• **EXTRACTED INFORMATION**
- Opening Delimiter -

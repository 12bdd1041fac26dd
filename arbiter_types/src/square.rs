/*
 * This Source Code Form is subject to the terms of the Mozilla Public
 * License, v. 2.0. If a copy of the MPL was not distributed with this
 * file, You can obtain one at https://mozilla.org/MPL/2.0/.
 */

use std::{fmt, ops::Mul, str::FromStr};

use anyhow::{anyhow, bail, Result};

use super::Color;

/// A file (column) on a chessboard, from `A` to `H`.
///
/// Internally represented as a `u8` in the range `[0, 7]`.
#[derive(Clone, Copy, PartialEq, Eq, PartialOrd, Ord, Debug, Hash, Default)]
pub struct File(pub(crate) u8);

impl File {
    pub const A: Self = Self(0);
    pub const B: Self = Self(1);
    pub const C: Self = Self(2);
    pub const D: Self = Self(3);
    pub const E: Self = Self(4);
    pub const F: Self = Self(5);
    pub const G: Self = Self(6);
    pub const H: Self = Self(7);

    pub const COUNT: usize = 8;

    /// Creates a new [`File`] from the provided index.
    ///
    /// # Example
    /// ```
    /// # use arbiter_types::File;
    /// assert!(File::new(3).is_ok());
    /// assert!(File::new(8).is_err());
    /// ```
    pub fn new(file: u8) -> Result<Self> {
        if file >= Self::COUNT as u8 {
            bail!("Invalid file index {file}. Must be in [0, 7]");
        }
        Ok(Self(file))
    }

    /// Creates a new [`File`] without checking that `file` is a valid index.
    #[inline(always)]
    pub const fn new_unchecked(file: u8) -> Self {
        Self(file)
    }

    /// Creates a new [`File`] from a character like `'e'` (or `'E'`).
    pub fn from_char(c: char) -> Result<Self> {
        let file = c
            .to_ascii_lowercase()
            .to_digit(18)
            .ok_or(anyhow!("Invalid file character {c:?}"))?;

        if file < 10 {
            bail!("Invalid file character {c:?}. Must be in [a, h]");
        }

        Self::new(file as u8 - 10)
    }

    /// Converts this [`File`] to a lowercase character like `'e'`.
    #[inline(always)]
    pub const fn char(&self) -> char {
        (b'a' + self.0) as char
    }

    /// The inner `u8` of this [`File`].
    #[inline(always)]
    pub const fn inner(&self) -> u8 {
        self.0
    }

    /// A `usize` for indexing into lists of 8 elements.
    #[inline(always)]
    pub const fn index(&self) -> usize {
        self.0 as usize
    }

    /// An iterator over all files, from `A` to `H`.
    #[inline(always)]
    pub fn iter() -> impl DoubleEndedIterator<Item = Self> {
        (0..Self::COUNT as u8).map(Self)
    }
}

impl fmt::Display for File {
    fn fmt(&self, f: &mut fmt::Formatter<'_>) -> fmt::Result {
        write!(f, "{}", self.char())
    }
}

/// A rank (row) on a chessboard, from `1` to `8`.
///
/// Internally represented as a `u8` in the range `[0, 7]`.
/// White's pieces start on ranks `1` and `2`; Black's on ranks `7` and `8`.
#[derive(Clone, Copy, PartialEq, Eq, PartialOrd, Ord, Debug, Hash, Default)]
pub struct Rank(pub(crate) u8);

impl Rank {
    pub const ONE: Self = Self(0);
    pub const TWO: Self = Self(1);
    pub const THREE: Self = Self(2);
    pub const FOUR: Self = Self(3);
    pub const FIVE: Self = Self(4);
    pub const SIX: Self = Self(5);
    pub const SEVEN: Self = Self(6);
    pub const EIGHT: Self = Self(7);

    pub const COUNT: usize = 8;

    /// Creates a new [`Rank`] from the provided index.
    pub fn new(rank: u8) -> Result<Self> {
        if rank >= Self::COUNT as u8 {
            bail!("Invalid rank index {rank}. Must be in [0, 7]");
        }
        Ok(Self(rank))
    }

    /// Creates a new [`Rank`] without checking that `rank` is a valid index.
    #[inline(always)]
    pub const fn new_unchecked(rank: u8) -> Self {
        Self(rank)
    }

    /// Creates a new [`Rank`] from a character like `'4'`.
    pub fn from_char(c: char) -> Result<Self> {
        let rank = c.to_digit(10).ok_or(anyhow!("Invalid rank character {c:?}"))?;

        if !(1..=8).contains(&rank) {
            bail!("Invalid rank character {c:?}. Must be in [1, 8]");
        }

        Self::new(rank as u8 - 1)
    }

    /// Converts this [`Rank`] to a character like `'4'`.
    #[inline(always)]
    pub const fn char(&self) -> char {
        (b'1' + self.0) as char
    }

    /// The inner `u8` of this [`Rank`].
    #[inline(always)]
    pub const fn inner(&self) -> u8 {
        self.0
    }

    /// A `usize` for indexing into lists of 8 elements.
    #[inline(always)]
    pub const fn index(&self) -> usize {
        self.0 as usize
    }

    /// The rank on which `color`'s non-pawn pieces start.
    ///
    /// # Example
    /// ```
    /// # use arbiter_types::{Color, Rank};
    /// assert_eq!(Rank::first(Color::White), Rank::ONE);
    /// assert_eq!(Rank::first(Color::Black), Rank::EIGHT);
    /// ```
    #[inline(always)]
    pub const fn first(color: Color) -> Self {
        match color {
            Color::White => Self::ONE,
            Color::Black => Self::EIGHT,
        }
    }

    /// The rank on which `color`'s pawns start.
    ///
    /// # Example
    /// ```
    /// # use arbiter_types::{Color, Rank};
    /// assert_eq!(Rank::second(Color::White), Rank::TWO);
    /// assert_eq!(Rank::second(Color::Black), Rank::SEVEN);
    /// ```
    #[inline(always)]
    pub const fn second(color: Color) -> Self {
        match color {
            Color::White => Self::TWO,
            Color::Black => Self::SEVEN,
        }
    }

    /// The absolute difference between `self` and `other`.
    #[inline(always)]
    pub const fn abs_diff(&self, other: Self) -> u8 {
        self.0.abs_diff(other.0)
    }

    /// An iterator over all ranks, from `1` to `8`.
    #[inline(always)]
    pub fn iter() -> impl DoubleEndedIterator<Item = Self> {
        (0..Self::COUNT as u8).map(Self)
    }
}

impl fmt::Display for Rank {
    fn fmt(&self, f: &mut fmt::Formatter<'_>) -> fmt::Result {
        write!(f, "{}", self.char())
    }
}

/// A single square on a chessboard.
///
/// Internally represented as a `u8` index in the range `[0, 63]`, where `A1`
/// is `0` and `H8` is `63`. A [`Square`] is always on the board; coordinate
/// arithmetic that would leave the board yields `None` instead (see
/// [`Square::offset`]), so out-of-range lookups resolve to "no piece" rather
/// than faulting.
#[derive(Clone, Copy, PartialEq, Eq, PartialOrd, Ord, Debug, Hash, Default)]
pub struct Square(pub(crate) u8);

#[rustfmt::skip]
impl Square {
    pub const A1: Self = Self(0);
    pub const B1: Self = Self(1);
    pub const C1: Self = Self(2);
    pub const D1: Self = Self(3);
    pub const E1: Self = Self(4);
    pub const F1: Self = Self(5);
    pub const G1: Self = Self(6);
    pub const H1: Self = Self(7);
    pub const A2: Self = Self(8);
    pub const B2: Self = Self(9);
    pub const C2: Self = Self(10);
    pub const D2: Self = Self(11);
    pub const E2: Self = Self(12);
    pub const F2: Self = Self(13);
    pub const G2: Self = Self(14);
    pub const H2: Self = Self(15);
    pub const A3: Self = Self(16);
    pub const B3: Self = Self(17);
    pub const C3: Self = Self(18);
    pub const D3: Self = Self(19);
    pub const E3: Self = Self(20);
    pub const F3: Self = Self(21);
    pub const G3: Self = Self(22);
    pub const H3: Self = Self(23);
    pub const A4: Self = Self(24);
    pub const B4: Self = Self(25);
    pub const C4: Self = Self(26);
    pub const D4: Self = Self(27);
    pub const E4: Self = Self(28);
    pub const F4: Self = Self(29);
    pub const G4: Self = Self(30);
    pub const H4: Self = Self(31);
    pub const A5: Self = Self(32);
    pub const B5: Self = Self(33);
    pub const C5: Self = Self(34);
    pub const D5: Self = Self(35);
    pub const E5: Self = Self(36);
    pub const F5: Self = Self(37);
    pub const G5: Self = Self(38);
    pub const H5: Self = Self(39);
    pub const A6: Self = Self(40);
    pub const B6: Self = Self(41);
    pub const C6: Self = Self(42);
    pub const D6: Self = Self(43);
    pub const E6: Self = Self(44);
    pub const F6: Self = Self(45);
    pub const G6: Self = Self(46);
    pub const H6: Self = Self(47);
    pub const A7: Self = Self(48);
    pub const B7: Self = Self(49);
    pub const C7: Self = Self(50);
    pub const D7: Self = Self(51);
    pub const E7: Self = Self(52);
    pub const F7: Self = Self(53);
    pub const G7: Self = Self(54);
    pub const H7: Self = Self(55);
    pub const A8: Self = Self(56);
    pub const B8: Self = Self(57);
    pub const C8: Self = Self(58);
    pub const D8: Self = Self(59);
    pub const E8: Self = Self(60);
    pub const F8: Self = Self(61);
    pub const G8: Self = Self(62);
    pub const H8: Self = Self(63);
}

impl Square {
    pub const COUNT: usize = 64;

    /// Creates a new [`Square`] from the provided [`File`] and [`Rank`].
    ///
    /// # Example
    /// ```
    /// # use arbiter_types::{File, Rank, Square};
    /// assert_eq!(Square::new(File::E, Rank::FOUR), Square::E4);
    /// ```
    #[inline(always)]
    pub const fn new(file: File, rank: Rank) -> Self {
        Self(rank.0 * 8 + file.0)
    }

    /// Creates a new [`Square`] from the provided index, if it is in `[0, 63]`.
    #[inline(always)]
    pub const fn from_index(index: usize) -> Option<Self> {
        if index < Self::COUNT {
            Some(Self(index as u8))
        } else {
            None
        }
    }

    /// Creates a new [`Square`] from signed file/rank coordinates, yielding
    /// `None` if either coordinate is off the board.
    ///
    /// # Example
    /// ```
    /// # use arbiter_types::Square;
    /// assert_eq!(Square::from_coords(4, 3), Some(Square::E4));
    /// assert_eq!(Square::from_coords(-1, 3), None);
    /// assert_eq!(Square::from_coords(4, 8), None);
    /// ```
    #[inline(always)]
    pub const fn from_coords(file: i8, rank: i8) -> Option<Self> {
        if file >= 0 && file < 8 && rank >= 0 && rank < 8 {
            Some(Self(rank as u8 * 8 + file as u8))
        } else {
            None
        }
    }

    /// The [`File`] of this [`Square`].
    #[inline(always)]
    pub const fn file(&self) -> File {
        File(self.0 % 8)
    }

    /// The [`Rank`] of this [`Square`].
    #[inline(always)]
    pub const fn rank(&self) -> Rank {
        Rank(self.0 / 8)
    }

    /// A `usize` for indexing into lists of 64 elements.
    #[inline(always)]
    pub const fn index(&self) -> usize {
        self.0 as usize
    }

    /// The square `file_delta` files and `rank_delta` ranks away from `self`,
    /// or `None` if that would leave the board.
    ///
    /// # Example
    /// ```
    /// # use arbiter_types::Square;
    /// assert_eq!(Square::E4.offset(1, 2), Some(Square::F6));
    /// assert_eq!(Square::A1.offset(-1, 0), None);
    /// ```
    #[inline(always)]
    pub const fn offset(&self, file_delta: i8, rank_delta: i8) -> Option<Self> {
        Self::from_coords(
            self.file().0 as i8 + file_delta,
            self.rank().0 as i8 + rank_delta,
        )
    }

    /// The square `n` ranks forward of `self`, from `color`'s perspective.
    ///
    /// "Forward" is towards rank 8 for White and towards rank 1 for Black.
    ///
    /// # Example
    /// ```
    /// # use arbiter_types::{Color, Square};
    /// assert_eq!(Square::E2.forward_by(Color::White, 2), Some(Square::E4));
    /// assert_eq!(Square::E2.forward_by(Color::Black, 2), None);
    /// ```
    #[inline(always)]
    pub const fn forward_by(&self, color: Color, n: u8) -> Option<Self> {
        self.offset(0, color.forward() * n as i8)
    }

    /// The number of files between `self` and `other`.
    #[inline(always)]
    pub const fn distance_files(&self, other: Self) -> u8 {
        self.file().0.abs_diff(other.file().0)
    }

    /// The number of ranks between `self` and `other`.
    #[inline(always)]
    pub const fn distance_ranks(&self, other: Self) -> u8 {
        self.rank().0.abs_diff(other.rank().0)
    }

    /// Creates a new [`Square`] from a string like `"e4"`.
    ///
    /// # Example
    /// ```
    /// # use arbiter_types::Square;
    /// assert_eq!(Square::from_uci("e4").unwrap(), Square::E4);
    /// assert!(Square::from_uci("j9").is_err());
    /// ```
    pub fn from_uci(square: &str) -> Result<Self> {
        let mut chars = square.trim().chars();

        let file = File::from_char(chars.next().ok_or(anyhow!("Square cannot be empty"))?)?;
        let rank = Rank::from_char(chars.next().ok_or(anyhow!("Square must have a rank"))?)?;

        if chars.next().is_some() {
            bail!("Invalid square {square:?}. Must be a file followed by a rank, like \"e4\"");
        }

        Ok(Self::new(file, rank))
    }

    /// Converts this [`Square`] to a string like `"e4"`.
    #[inline(always)]
    pub fn to_uci(self) -> String {
        format!("{}{}", self.file(), self.rank())
    }

    /// An iterator over all 64 squares, from `A1` to `H8`.
    #[inline(always)]
    pub fn iter() -> impl DoubleEndedIterator<Item = Self> {
        (0..Self::COUNT as u8).map(Self)
    }
}

impl Mul<Rank> for File {
    type Output = Square;
    /// `file * rank` is shorthand for [`Square::new`].
    #[inline(always)]
    fn mul(self, rank: Rank) -> Self::Output {
        Square::new(self, rank)
    }
}

impl FromStr for Square {
    type Err = anyhow::Error;
    fn from_str(s: &str) -> std::result::Result<Self, Self::Err> {
        Self::from_uci(s)
    }
}

impl fmt::Display for Square {
    fn fmt(&self, f: &mut fmt::Formatter<'_>) -> fmt::Result {
        write!(f, "{}{}", self.file(), self.rank())
    }
}

#[cfg(test)]
mod tests {
    use super::*;

    #[test]
    fn test_square_parts_roundtrip() {
        for square in Square::iter() {
            assert_eq!(Square::new(square.file(), square.rank()), square);
            assert_eq!(Square::from_index(square.index()), Some(square));
        }
    }

    #[test]
    fn test_offset_stays_on_board() {
        assert_eq!(Square::E4.offset(0, 0), Some(Square::E4));
        assert_eq!(Square::H8.offset(1, 0), None);
        assert_eq!(Square::H8.offset(0, 1), None);
        assert_eq!(Square::A1.offset(-1, -1), None);

        // A king's walk around the rim never wraps to the other edge
        assert_eq!(Square::A4.offset(-1, 0), None);
        assert_eq!(Square::H4.offset(1, 0), None);
    }

    #[test]
    fn test_forward_is_color_relative() {
        assert_eq!(Square::E2.forward_by(Color::White, 1), Some(Square::E3));
        assert_eq!(Square::E7.forward_by(Color::Black, 1), Some(Square::E6));
        assert_eq!(Square::E8.forward_by(Color::White, 1), None);
        assert_eq!(Square::E1.forward_by(Color::Black, 1), None);
    }

    #[test]
    fn test_uci_roundtrip() {
        for square in Square::iter() {
            assert_eq!(Square::from_uci(&square.to_uci()).unwrap(), square);
        }
        assert!(Square::from_uci("e9").is_err());
        assert!(Square::from_uci("i4").is_err());
        assert!(Square::from_uci("e44").is_err());
    }
}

- Closing Delimiter -

• **WORK INSTRUCTIONS**
Among the records above, find the lines where the word "anyhow" appears and copy them.

• **WRITTEN SOLUTION**
use anyhow::{anyhow, bail, Result};
            .ok_or(anyhow!("Invalid file character {c:?}"))?;
        let rank = c.to_digit(10).ok_or(anyhow!("Invalid rank character {c:?}"))?;
        let file = File::from_char(chars.next().ok_or(anyhow!("Square cannot be empty"))?)?;
        let rank = Rank::from_char(chars.next().ok_or(anyhow!("Square must have a rank"))?)?;
    type Err = anyhow::Error;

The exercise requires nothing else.